Research: ERNST, Department of C

Listed in Issue 75

Abstract

ERNST, Department of Complementary Medicine, School of Sport and Health Sciences, University of Exeter, 25 Victoria Park Road, Exeter, Devon EX2 4NT, UK, E.Ernst@exeter.ac.uk, reviewed (76 references) published data from clinical studies of commonly used herbs to assess their risk-benefit profiles .

Background

The use of herbal remedies is on the increase, so a critical assessment of their risks versus benefits is warranted.

Methodology

Ernst reviews available clinical evidence for the safety and efficacy of Ginkgo, St.
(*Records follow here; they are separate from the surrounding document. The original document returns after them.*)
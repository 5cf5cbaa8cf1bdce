use axum::extract::{Path, State};
use axum::Json;
use chrono::Utc;
use serde::{Deserialize, Serialize};

use crate::api::AppState;
use crate::domain::{AdminId, Money, PartnerId, WithdrawalRequest};
use crate::error::AppError;

#[derive(Debug, Deserialize)]
#[serde(rename_all = "camelCase")]
pub struct WithdrawalRequestBody {
    pub amount: Money,
    pub bank_details: Option<String>,
}

#[derive(Debug, Serialize)]
#[serde(rename_all = "camelCase")]
pub struct WithdrawalDto {
    pub id: String,
    pub partner_id: String,
    pub amount: String,
    pub balance_at_request: String,
    pub status: String,
    #[serde(skip_serializing_if = "Option::is_none")]
    pub reviewed_by: Option<String>,
    #[serde(skip_serializing_if = "Option::is_none")]
    pub rejection_reason: Option<String>,
    #[serde(skip_serializing_if = "Option::is_none")]
    pub transaction_ref: Option<String>,
    #[serde(skip_serializing_if = "Option::is_none")]
    pub balance_after_payout: Option<String>,
}

impl From<WithdrawalRequest> for WithdrawalDto {
    fn from(w: WithdrawalRequest) -> Self {
        WithdrawalDto {
            id: w.id,
            partner_id: w.partner_id.as_str().to_string(),
            amount: w.amount.to_canonical_string(),
            balance_at_request: w.balance_at_request.to_canonical_string(),
            status: w.status.as_str().to_string(),
            reviewed_by: w.reviewed_by,
            rejection_reason: w.rejection_reason,
            transaction_ref: w.transaction_ref,
            balance_after_payout: w.balance_after_payout.map(|b| b.to_canonical_string()),
        }
    }
}

pub async fn request_withdrawal(
    Path(partner_id): Path<String>,
    State(state): State<AppState>,
    Json(req): Json<WithdrawalRequestBody>,
) -> Result<Json<WithdrawalDto>, AppError> {
    let request = state
        .payout
        .request_withdrawal(
            &PartnerId::new(partner_id),
            req.amount,
            req.bank_details,
            Utc::now(),
        )
        .await?;

    Ok(Json(request.into()))
}

#[derive(Debug, Serialize)]
#[serde(rename_all = "camelCase")]
pub struct WithdrawalListResponse {
    pub withdrawals: Vec<WithdrawalDto>,
}

pub async fn list_withdrawals(
    Path(partner_id): Path<String>,
    State(state): State<AppState>,
) -> Result<Json<WithdrawalListResponse>, AppError> {
    let withdrawals = state
        .payout
        .partner_withdrawals(&PartnerId::new(partner_id))
        .await?;

    Ok(Json(WithdrawalListResponse {
        withdrawals: withdrawals.into_iter().map(Into::into).collect(),
    }))
}

#[derive(Debug, Deserialize)]
#[serde(rename_all = "camelCase")]
pub struct ReviewRequest {
    pub admin_id: String,
    pub reason: Option<String>,
}

pub async fn approve_withdrawal(
    Path(withdrawal_id): Path<String>,
    State(state): State<AppState>,
    Json(req): Json<ReviewRequest>,
) -> Result<Json<WithdrawalDto>, AppError> {
    let request = state
        .payout
        .approve_withdrawal(&withdrawal_id, &AdminId::new(req.admin_id), Utc::now())
        .await?;

    Ok(Json(request.into()))
}

pub async fn reject_withdrawal(
    Path(withdrawal_id): Path<String>,
    State(state): State<AppState>,
    Json(req): Json<ReviewRequest>,
) -> Result<Json<WithdrawalDto>, AppError> {
    let reason = req
        .reason
        .ok_or_else(|| AppError::Validation("rejection reason is required".to_string()))?;

    let request = state
        .payout
        .reject_withdrawal(&withdrawal_id, &AdminId::new(req.admin_id), &reason)
        .await?;

    Ok(Json(request.into()))
}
John's wort, Ginseng, Echinacea, Saw palmetto and Kava . Wherever possible, the author draws his conclusions from the findings of systematic reviews of randomized clinical trials .

Results

Ginkgo appears to have some benefits in dementia and intermittent claudication ; claims for its usefulness for memory loss and tinnitus, however, remain questionable. St. John's wort can reduce the symptoms of mild-to-moderate depression ; however, its potential to interact with a number of conventional medicines is a cause for concern . Ginseng has been investigated in some well-conducted clinical trials, but the results provide no evidence of its efficacy in any condition so far examined. The data on Echinacea indicate that it may help to prevent or attenuate the symptoms of upper respiratory tract infections – more extensive trials are needed to confirm this. In short-term studies, Saw palmetto was able to reduce the symptoms of benign prostatic hyperplasia . Kava is an effective treatment for anxiety in the short term .

Conclusion

The evidence indicates that some of these herbal medicines are efficacious . Each of the herbal medicines has some side effects, but their potential benefits are probably greater than their risks . The available data, however, does not provide a complete picture, and further well-designed, larger trials are needed to provide reliable risk-benefit assessments.

References

Ernst E. The risk-benefit profile of commonly used herbal therapies: Ginkgo, St. John's Wort, Ginseng, Echinacea, Saw Palmetto, and Kava. Annals of Internal Medicine 136 (1): 42-53. Jan 2002.